Multi-Channel Convolutions explained with… MS Excel!

Thom Lane
Apache MXNet
Published in
9 min readOct 18, 2018

We’ve looked at 1D Convolutions, 2D Convolutions and 3D Convolutions in previous posts of the series, so in this next post we’re going to be looking at 4D Convolutions, 5D Convolutions and 6D Convolutions…

Just kidding! We’re going to be taking a look a something much more useful, and much easier to visualise with MS Excel. We start with convolutions applied to multiple input channels and then we look at convolutions that return multiple output channels. Simple, in MXNet Gluon!

Multiple Input Channels

So far in this convolution series we’ve been applying:

  • 1D Convolutions to 1 dimensional data (temporal)
  • 2D Convolutions to 2 dimensional data (height and width)
  • 3D Convolutions to 3 dimensional data (height, width and depth)

You’ll see an obvious pattern here, but this simple correspondence hides an important detail. Our input data usually defines multiple variables at each position (through time, or space), and not just a single value. We call these channels.

Conv1D with Multiple Input Channels

As a sugar-coated example, let’s take the case of ice cream sales forecasting. Our input might be defined at daily intervals along our temporal dimension and have normalised values for the product’s price, marketing spend, outside temperature and whether it was the weekend or not. 4 channels in total.

Figure 1: an input array with 4 channels over 6 time steps.

Although the input data looks like it’s two dimensional, only one of the dimensions is spatial. We’d only expect to find patterns in a local neighbourhood of values through time, and not across a local neighbourhood the channel variables. Starting with a random order of 4 variables (A, B, C, D), we would not expect to find a similar spatial relationship between A&B, B&C and C&D (if we set a kernel shape of 2 along this dimension).

So for this reason, when working with multi-channel temporal data, it’s best to use a 1D Convolution; even though the data looks two dimensional.

Applying a 1D Convolution (with kernel size of 3), our kernel will look different to the single channel case shown in the last post. Given we have 4 input channels this time, our kernel will be initialised with 4 channels too. So even though we are using a 1D Convolution, we have a 2D kernel! A 1D Convolution just means we slide the kernel along one dimension, it doesn’t necessarily define the shape of the kernel, since that depends on the shape of the input channels too.

Figure 2: A 1D Convolution with kernel of size 3, applied to a 4x6 input matrix to give a 1x4 output.
Figure 3: Excel formula used for Cell Q4

Advanced: a 2D Convolution with kernel shape (3,4) would be equivalent in this situation, but with a 1D Convolution you don’t need to specify the channel dimension. We usually rely on shape inference for this (i.e. after passing the first batch of data), but we can manually specify the number of input channels with in_channels. When adding padding, stride and dilation to the equation, the equivalence between 2D and 1D Convolutions might not hold.

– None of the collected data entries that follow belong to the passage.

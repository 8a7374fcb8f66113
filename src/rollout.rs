//! Rollout percentage evaluation with stable per-user bucketing.
//!
//! A user id is hashed with a 31-multiplier rolling hash over its UTF-16 code
//! units, wrapped to a signed 32-bit integer. The absolute value modulo 100 is
//! the user's bucket; the user is in the rollout when `bucket < percentage`.
//! The same id therefore lands in the same bucket across processes and restarts.

use rand::Rng;

/// Number of rollout buckets.
pub const BUCKETS: u32 = 100;

/// Signed 32-bit rolling hash (`h = h * 31 + unit`, wrapping).
pub fn string_hash(input: &str) -> i32 {
    input
        .encode_utf16()
        .fold(0i32, |hash, unit| {
            hash.wrapping_shl(5)
                .wrapping_sub(hash)
                .wrapping_add(unit as i32)
        })
}

/// Bucket in `[0, 99]` for a user id.
pub fn bucket_for(user_id: &str) -> u8 {
    (string_hash(user_id).unsigned_abs() % BUCKETS) as u8
}

/// Decide whether a request falls inside a rollout.
///
/// `>= 100` and `0` short-circuit before any hashing. With a user id the answer
/// is deterministic; without one it is a fresh coin flip on every call.
pub fn decide(rollout_percentage: u8, user_id: Option<&str>) -> bool {
    RolloutEvaluator.decide(rollout_percentage, user_id)
}

/// Stateless rollout evaluator.
#[derive(Clone, Copy, Debug, Default)]
pub struct RolloutEvaluator;

impl RolloutEvaluator {
    pub fn decide(&self, rollout_percentage: u8, user_id: Option<&str>) -> bool {
        if rollout_percentage >= 100 {
            return true;
        }
        if rollout_percentage == 0 {
            return false;
        }

        match user_id {
            Some(id) => bucket_for(id) < rollout_percentage,
            // Anonymous path: not sticky, so a caller without a stable id may see
            // the feature flip between requests. Not recommended for production.
            None => rand::rng().random_range(0.0..100.0) < f64::from(rollout_percentage),
        }
    }
}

# define input_data and kernel as above
# input_data.shape is (4, 6)
# kernel.shape is (4, 3)
conv = mx.gluon.nn.Conv1D(channels=1, kernel_size=3)# see appendix for definition of `apply_conv`
output_data = apply_conv(input_data, kernel, conv)
print(output_data)
# [[[24. 25. 22. 15.]]]
# <NDArray 1x1x4 @cpu(0)>

Our code remains unchanged from the single input channel case.

Just before we wrap up with 1D Convolutions, it’s worth mentioning another common use-case. One of the first stages in many Natural Language Processing models is to convert a sequence of raw text into a sequence of embeddings, either character, word or sentence embeddings. At every time step we now have an embedding with a certain number of values (e.g. 128) that each represent different attributes about the character, word or sentence. We should think about these just as with the time series example, and treat them as channels. Since we’ve just got channels over time, a 1D Convolution is perfect for picking up on useful local temporal patterns.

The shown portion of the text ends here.